Of course, I had to get a picture with him, as did many other youth services librarians. We wanted him to know that to us, he’s a rock star.
At the Award ceremony, some of the authors spoke by video, but I took notes for the ones who spoke in person.
First was Guadalupe Garcia McCall, Morris Honor winning author of Under the Mesquite:
She got the news of winning the Honor while teaching, which was so appropriate, because she wrote the book while teaching.
She remembered being hungry for understanding. Books showed the world to her, empowered her.
She wrote, not to be published, but to be read.
She wrote this story for young people who can’t talk about this. They have great strength within them.
The most important destination of all: Young Readers’ Minds
ala means “wings” in Spanish. So appropriate!
Ruta Sepetys, Honor winner for Between Shades of Gray:
History has secrets.
Through stories, these people become human.
John Corey Whaley, Morris Award Winner for Where Things Come Back (He also learned on the same day that he won the Printz Award.):
Thursday was his birthday. He feels sorry for all his other birthdays.
“I get to be a writer. It means so much to say that.”
“My life is a constant state of shock.”
“There’s no other community I’d rather be part of than the People of YA.”
“…the cool kids who run into things because they’re walking while reading books.”
“I had given up hope that I could be a happy adult.”
Then were the YALSA Awards for Excellence in Nonfiction:
Karen Blumenthal, Honor Award for Bootleg:
One of the strengths of nonfiction: Real stories and real consequences.
“Nonfiction provides a context for a complicated world.”
“In real life, the girl doesn’t always end up with the sparkly vampire.”
The world isn’t black and white, but many shades of messy.
Those who passively observe get to live with the results.
Sue Macy, Honor Award for Wheels of Change
As a teen, her favorite books were This Fabulous Century. She imitated these books.
She takes a thematic approach to this era of history.
There was lots of serendipity in her search.
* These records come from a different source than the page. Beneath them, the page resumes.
use argon2::{
    password_hash::{rand_core::OsRng, PasswordHash, PasswordHasher, PasswordVerifier, SaltString},
    Argon2,
};
use async_trait::async_trait;
use axum::{
    extract::{FromRequestParts, Request},
    http::request::Parts,
    middleware::Next,
    response::Response,
};
use axum_extra::extract::cookie::{Cookie, PrivateCookieJar, SameSite};
use chrono::{Duration, Utc};
use serde::Serialize;
use sqlx::FromRow;
use tracing::{debug, info, warn};

use crate::{
    context::RequestContext,
    db::DbConnection,
    error::AppError,
    models::{
        session::Session,
        user::{NewUser, User},
    },
};

pub const SESSION_COOKIE: &str = "trips_session";

#[derive(Debug, Clone, Serialize, FromRow, PartialEq)]
pub struct AuthenticatedUser {
    #[serde(rename = "user_id")]
    pub id: i64,
    pub username: String,
    pub fullname: String,
    pub email: Option<String>,
}

impl From<User> for AuthenticatedUser {
    fn from(user: User) -> Self {
        Self {
            id: user.user_id,
            username: user.username,
            fullname: user.fullname,
            email: user.email,
        }
    }
}

#[derive(Debug, Clone, Default)]
pub struct CurrentUser(pub Option<AuthenticatedUser>);

#[async_trait]
impl<S> FromRequestParts<S> for CurrentUser
where
    S: Send + Sync,
{
    type Rejection = AppError;

    async fn from_request_parts(parts: &mut Parts, state: &S) -> Result<Self, Self::Rejection> {
        let ctx = RequestContext::from_request_parts(parts, state).await?;
        Ok(Self(ctx.user().cloned()))
    }
}

impl CurrentUser {
    pub fn require_user(&self) -> Result<&AuthenticatedUser, AppError> {
        self.0.as_ref().ok_or(AppError::Unauthorized)
    }

    pub fn username(&self) -> Option<String> {
        self.0.as_ref().map(|user| user.username.clone())
    }
}

/// Resolves the session cookie into the request's user. Runs for every
/// request; an unknown or expired token simply leaves the request anonymous.
pub async fn load_current_user(
    jar: PrivateCookieJar,
    ctx: RequestContext,
    req: Request,
    next: Next,
) -> Result<Response, AppError> {
    if let Some(cookie) = jar.get(SESSION_COOKIE) {
        let mut db = ctx.db().await?;
        match find_session_user(&mut db, cookie.value()).await? {
            Some(user) => {
                debug!(user_id = user.id, "session resolved");
                ctx.attach_user(user);
            }
            None => debug!("ignoring stale session cookie"),
        }
    }
    Ok(next.run(req).await)
}

/// Route layer for everything that needs a logged-in user. The wrapped
/// handler never runs for anonymous requests.
pub async fn require_user(
    current: CurrentUser,
    req: Request,
    next: Next,
) -> Result<Response, AppError> {
    current.require_user()?;
    Ok(next.run(req).await)
}

pub fn hash_password(password: &str) -> Result<String, AppError> {
    let salt = SaltString::generate(&mut OsRng);
    Argon2::default()
        .hash_password(password.as_bytes(), &salt)
        .map(|hash| hash.to_string())
        .map_err(|err| AppError::PasswordHash(err.to_string()))
}

pub fn verify_password(password: &str, password_hash: &str) -> Result<bool, AppError> {
    let parsed =
        PasswordHash::new(password_hash).map_err(|err| AppError::PasswordHash(err.to_string()))?;
    Ok(Argon2::default()
        .verify_password(password.as_bytes(), &parsed)
        .is_ok())
}

pub async fn register_user(conn: &mut DbConnection, new_user: &NewUser) -> Result<User, AppError> {
    let password_hash = hash_password(&new_user.password)?;
    let inserted = sqlx::query_as::<_, User>(
        r#"INSERT INTO user (username, password_hash, fullname, email, created_at)
           VALUES (?1, ?2, ?3, ?4, ?5)
           RETURNING user_id, username, password_hash, fullname, email, created_at"#,
    )
    .bind(&new_user.username)
    .bind(&password_hash)
    .bind(&new_user.fullname)
    .bind(&new_user.email)
    .bind(Utc::now())
    .fetch_one(&mut *conn)
    .await;

    match inserted {
        Ok(user) => {
            info!(user_id = user.user_id, username = %user.username, "user registered");
            Ok(user)
        }
        Err(sqlx::Error::Database(err)) if err.is_unique_violation() => Err(AppError::Conflict(
            format!("User {} is already registered.", new_user.username),
        )),
        Err(err) => Err(err.into()),
    }
}

pub async fn authenticate_user(
    conn: &mut DbConnection,
    username: &str,
    password: &str,
) -> Result<User, AppError> {
    let user = sqlx::query_as::<_, User>(
        "SELECT user_id, username, password_hash, fullname, email, created_at FROM user WHERE username = ?1",
    )
    .bind(username)
    .fetch_optional(&mut *conn)
    .await?;

    let Some(user) = user else {
        warn!(%username, "login for unknown user");
        return Err(AppError::InvalidCredentials("Invalid username".into()));
    };
    if !verify_password(password, &user.password_hash)? {
        warn!(%username, "login with wrong password");
        return Err(AppError::InvalidCredentials("Invalid password".into()));
    }
    Ok(user)
}

pub async fn create_session(
    conn: &mut DbConnection,
    user_id: i64,
    ttl: Duration,
) -> Result<Session, AppError> {
    let session = Session::new(user_id, ttl);
    sqlx::query(
        r#"INSERT INTO session (session_id, user_id, created_at, last_seen_at, expires_at)
           VALUES (?1, ?2, ?3, ?4, ?5)"#,
    )
    .bind(&session.session_id)
    .bind(session.user_id)
    .bind(session.created_at)
    .bind(session.last_seen_at)
    .bind(session.expires_at)
    .execute(&mut *conn)
    .await?;
    Ok(session)
}

pub async fn destroy_session(conn: &mut DbConnection, session_id: &str) -> Result<bool, AppError> {
    let result = sqlx::query("DELETE FROM session WHERE session_id = ?1")
        .bind(session_id)
        .execute(&mut *conn)
        .await?;
    Ok(result.rows_affected() > 0)
}

pub async fn find_session_user(
    conn: &mut DbConnection,
    session_id: &str,
) -> Result<Option<AuthenticatedUser>, AppError> {
    let session = sqlx::query_as::<_, Session>(
        "SELECT session_id, user_id, created_at, last_seen_at, expires_at FROM session WHERE session_id = ?1",
    )
    .bind(session_id)
    .fetch_optional(&mut *conn)
    .await?;
    let Some(session) = session else {
        return Ok(None);
    };

    let now = Utc::now();
    if session.is_expired(now) {
        destroy_session(conn, session_id).await?;
        debug!(user_id = session.user_id, "session expired");
        return Ok(None);
    }

    sqlx::query("UPDATE session SET last_seen_at = ?1 WHERE session_id = ?2")
        .bind(now)
        .bind(session_id)
        .execute(&mut *conn)
        .await?;

    let user = sqlx::query_as::<_, AuthenticatedUser>(
        "SELECT user_id AS id, username, fullname, email FROM user WHERE user_id = ?1",
    )
    .bind(session.user_id)
    .fetch_optional(&mut *conn)
    .await?;
    Ok(user)
}

pub fn apply_session_cookie(jar: PrivateCookieJar, session: &Session) -> PrivateCookieJar {
    let cookie = Cookie::build((SESSION_COOKIE, session.session_id.clone()))
        .path("/")
        .http_only(true)
        .same_site(SameSite::Lax);
    jar.add(cookie)
}

pub fn clear_session_cookie(jar: PrivateCookieJar) -> PrivateCookieJar {
    jar.remove(Cookie::build(SESSION_COOKIE).path("/"))
}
Steve Sheinkin, Award Winner for The Notorious Benedict Arnold
“Benedict Arnold made people nervous.”
This is a straight-ahead action-adventure rise and fall story.
Afterward, we were given free copies of many of the books and got them signed. Here’s Sue Macy signing Wheels of Change:
This award ceremony isn’t nearly as fancy as the Newbery/Caldecott Banquet or as the Printz Reception, but I think with first-time authors winning the Morris Award, and nonfiction authors who don’t always get as much recognition, it’s guaranteed that the Morris and Nonfiction award ceremony will always be deeply heartfelt.